The Nazis were very systematic and thorough in all their methods. Not only did they kill and murder with shocking efficiency, they also kept meticulous records. Apparently they had a camp photographer who would take each inmate’s picture along with their nationality and prison number; sometimes the photos didn’t even have the names. Several images captured my attention. The look of utter despair, shock, and hopelessness that hung like tar on their faces is haunting. But one in particular left an impression on me that will not soon leave.
She was a brunette. She must have been in her late 20s or early 30s when the photo was taken. She had a very pretty face and what almost certainly had previously been shining eyes. Instead they conveyed uncomprehending shock. Her face especially stood out to me because I had seen a woman who had an uncanny resemblance to her just the day before. This contemporary woman was walking down the shopping district in Lodz, wearing a beautiful winter coat, arm-in-arm with what looked to be a good friend of hers, talking about something and smiling broadly. This Polish woman didn’t appear to have a care in the world. How much like that my Auschwitz friend must have been before her world disintegrated.

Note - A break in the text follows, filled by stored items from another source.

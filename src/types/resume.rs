// src/types/resume.rs
//! Resume upload / AI-analysis payloads. These share the auth envelope.

use serde::{Deserialize, Serialize};

#[derive(Debug, Clone, Serialize, Deserialize)]
pub struct SkillCategory {
    pub category: String,
    pub items: Vec<String>,
}

#[derive(Debug, Clone, Serialize, Deserialize)]
pub struct AnalysisResult {
    #[serde(default)]
    pub skills: Vec<SkillCategory>,
    #[serde(default)]
    pub summary: String,
    #[serde(rename = "jobKeywords", default)]
    pub job_keywords: Vec<String>,
}

#[derive(Debug, Clone, Deserialize)]
pub struct UploadResult {
    #[serde(rename = "resumeId")]
    pub resume_id: String,
    #[serde(rename = "fileName")]
    pub file_name: String,
    #[serde(rename = "uploadDate", default)]
    pub upload_date: String,
}

#[derive(Debug, Clone, Deserialize)]
pub struct ResumeMetadata {
    #[serde(rename = "resumeId")]
    pub resume_id: String,
    #[serde(rename = "fileName")]
    pub file_name: String,
    #[serde(rename = "uploadDate", default)]
    pub upload_date: String,
    #[serde(rename = "hasAnalysis", default)]
    pub has_analysis: bool,
    #[serde(default)]
    pub analysis: Option<AnalysisResult>,
}

#[cfg(test)]
mod tests {
    use super::*;

    #[test]
    fn test_metadata_without_analysis() {
        let raw = serde_json::json!({
            "resumeId": "r1",
            "fileName": "cv.pdf",
            "uploadDate": "2026-08-10T00:00:00Z",
            "hasAnalysis": false
        });
        let meta: ResumeMetadata = serde_json::from_value(raw).unwrap();
        assert!(!meta.has_analysis);
        assert!(meta.analysis.is_none());
    }

    #[test]
    fn test_analysis_parses() {
        let raw = serde_json::json!({
            "skills": [{"category": "Languages", "items": ["Rust", "SQL"]}],
            "summary": "Systems engineer.",
            "jobKeywords": ["backend", "rust"]
        });
        let analysis: AnalysisResult = serde_json::from_value(raw).unwrap();
        assert_eq!(analysis.skills[0].items.len(), 2);
        assert_eq!(analysis.job_keywords, vec!["backend", "rust"]);
    }
}
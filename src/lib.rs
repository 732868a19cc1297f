// src/lib.rs
//! Client library for the 491 JobSeeker backend: filtered, paginated job
//! search plus the auth and resume surfaces, with a thin CLI on top.

pub mod cli;
pub mod config;
pub mod core;
pub mod error;
pub mod fetcher;
pub mod filters;
pub mod format;
pub mod pager;
pub mod render;
pub mod session;
pub mod types;
pub mod wizard;

pub use crate::config::ClientConfig;
pub use crate::core::ApiClient;
pub use crate::error::{ApiError, ApiResult};
pub use crate::fetcher::{FetchState, JobListFetcher, JobsApi};
pub use crate::filters::{FilterState, JobQuery};
pub use crate::types::{Job, JobsPage};
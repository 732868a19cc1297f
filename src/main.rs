use anyhow::Result;
use clap::Parser;

use jobseeker::cli::{run, Cli};

use tracing_subscriber::layer::SubscriberExt;
use tracing_subscriber::util::SubscriberInitExt;
use tracing_subscriber::{fmt, EnvFilter};

#[tokio::main]
async fn main() -> Result<()> {
    tracing_subscriber::registry()
        .with(fmt::layer().compact().with_target(true))
        .with(EnvFilter::from_default_env())
        .init();

    let cli = Cli::parse();
    run(cli).await
}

I can imagine that prior to 1939 she had many close friends, was possibly very popular among her peers, and no doubt had high hopes and plans for her future. She had likely gone shopping untold numbers of time just like the woman I saw in Lodz; who knows, possibly even on the same streets. But then in September 1939 when Hitler invaded Poland and unleashed hell on earth in Europe, her world came to an abrupt end. As I continued the tour through the various parts of the camp, I shuddered as I entered one of the still-preserved gas chambers and crematoriums; my friend in the photo might have been murdered in that very spot...

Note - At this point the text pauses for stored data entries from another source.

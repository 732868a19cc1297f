// src/render.rs
//! Plain-text views over fetch state. Pure functions from data to
//! strings; `now` is injected so the posted-time labels are testable.

use chrono::{DateTime, Utc};

use crate::fetcher::FetchState;
use crate::format::{format_salary, relative_time};
use crate::pager::{next_enabled, page_tokens, prev_enabled, PageToken};
use crate::types::job::{Job, JobsPage};

pub const LOADING_MESSAGE: &str = "Loading jobs...";
pub const EMPTY_MESSAGE: &str = "No jobs found. Try adjusting your filters.";
pub const ERROR_MESSAGE: &str = "Failed to load jobs. Run the same command again to retry.";
pub const NOT_FOUND_MESSAGE: &str = "Job not found. It may have been removed.";

/// One job as a summary card. `active` marks the single selected entry.
pub fn render_job_card(job: &Job, active: bool, now: DateTime<Utc>) -> String {
    let marker = if active { "> " } else { "  " };
    let mut lines = vec![
        format!("{}{} — {}", marker, job.title, job.company),
        format!("    {}", job.location),
        format!(
            "    {} | {} | posted {}",
            job.employment_type.label(),
            job.work_arrangement.label(),
            relative_time(&job.created_at, now)
        ),
    ];
    if let Some(salary) = &job.salary {
        lines.push(format!("    {}", format_salary(salary)));
    }
    if let Some(score) = job.match_score {
        lines.push(format!("    match score: {:.0}%", score * 100.0));
    }
    lines.join("\n")
}

/// The list view: headline, cards, and (when there is more than one
/// page) a pager line. The empty state is distinct from loading.
pub fn render_job_list(
    state: &FetchState,
    active_id: Option<&str>,
    now: DateTime<Utc>,
) -> String {
    match state {
        FetchState::Loading => LOADING_MESSAGE.to_string(),
        FetchState::Error(_) => ERROR_MESSAGE.to_string(),
        FetchState::Loaded(page) => render_page(page, active_id, now),
    }
}

fn render_page(page: &JobsPage, active_id: Option<&str>, now: DateTime<Utc>) -> String {
    if page.jobs.is_empty() {
        return EMPTY_MESSAGE.to_string();
    }

    let mut out = format!("{} jobs found\n\n", page.total);
    for job in &page.jobs {
        let active = active_id == Some(job.id.as_str());
        out.push_str(&render_job_card(job, active, now));
        out.push_str("\n\n");
    }

    // Callers hide the pager entirely for a single page.
    if page.total_pages > 1 {
        out.push_str(&render_pager_line(page.page, page.total_pages));
        out.push('\n');
    }
    out
}

/// e.g. `<  1 ... 4 [5] 6 ... 10  >` with disabled arrows dimmed out.
pub fn render_pager_line(current_page: u32, total_pages: u32) -> String {
    let mut parts = Vec::new();
    parts.push(if prev_enabled(current_page) { "<" } else { " " }.to_string());

    for token in page_tokens(current_page, total_pages) {
        match token {
            PageToken::Ellipsis => parts.push("...".to_string()),
            PageToken::Page(n) if n == current_page => parts.push(format!("[{}]", n)),
            PageToken::Page(n) => parts.push(n.to_string()),
        }
    }

    parts.push(
        if next_enabled(current_page, total_pages) {
            ">"
        } else {
            " "
        }
        .to_string(),
    );
    parts.join(" ")
}

/// Full detail view for a single job.
pub fn render_job_detail(job: &Job, now: DateTime<Utc>) -> String {
    let mut out = format!(
        "{}\n{}\n{}\n{} | {} | posted {}\n",
        job.title,
        job.company,
        job.location,
        job.employment_type.label(),
        job.work_arrangement.label(),
        relative_time(&job.created_at, now)
    );
    if let Some(salary) = &job.salary {
        out.push_str(&format!("{}\n", format_salary(salary)));
    }
    if let Some(score) = job.match_score {
        out.push_str(&format!("match score: {:.0}%\n", score * 100.0));
    }
    if !job.description.is_empty() {
        out.push_str(&format!("\n{}\n", job.description));
    }
    if !job.sources.is_empty() {
        out.push_str("\nListed on:\n");
        for source in &job.sources {
            out.push_str(&format!("  {} — {}\n", source.platform, source.url));
        }
    }
    if !job.apply_link.is_empty() {
        out.push_str(&format!("\nApply: {}\n", job.apply_link));
    }
    out
}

I retired from the US Army after 21 years of active service, which included four combat tours. During those years I saw my fair share of combat, including tank-on-tank fights in Iraq and various levels of counterinsurgency in Iraq and Afghanistan. I have seen the ravages of war; orphans wondering the streets and widows digging in trash heaps for food. I am now a foreign policy and military analyst advocating a strong national defense, but for a restrained international policy that uses war only as an absolute last resort. Some argue that I am “soft” on defense or that I’ve become weak since taking off the uniform.
Without hesitation, however, I respond that no, I am far from weak or soft on defense. But I know that war is no game, that it has real consequences, and that often - as happened in World War II - what might appear as a manageable crisis can explode into all-out war that no one can manage or control. In those cases, people like my photo-friend from Auschwitz - one of over 1 million to have lost their lives there - pay the price.
Sometimes, no matter how judicious or restrained one might want to be with the employment of military power, the fact is war is sometimes thrust on a nation, and once attacked, they must fight sometimes viciously and tenaciously to defend their citizens. But that step must be taken far, far less often than is currently the case, and with much greater consideration for the unintended consequences that might follow.
What I fear most is that one day in the future, somewhere in the world, a bright, happy, young woman will go shopping with friends this holiday season and later on look back on it as the last before her world came crashing down. For her sake and that of millions of others who are right now equally at ease, I do pray that military and political leaders throughout the world will consider the lessons of Auschwitz before taking military action. The cost for reckless or ill-advised action may be more than any of us can afford to pay.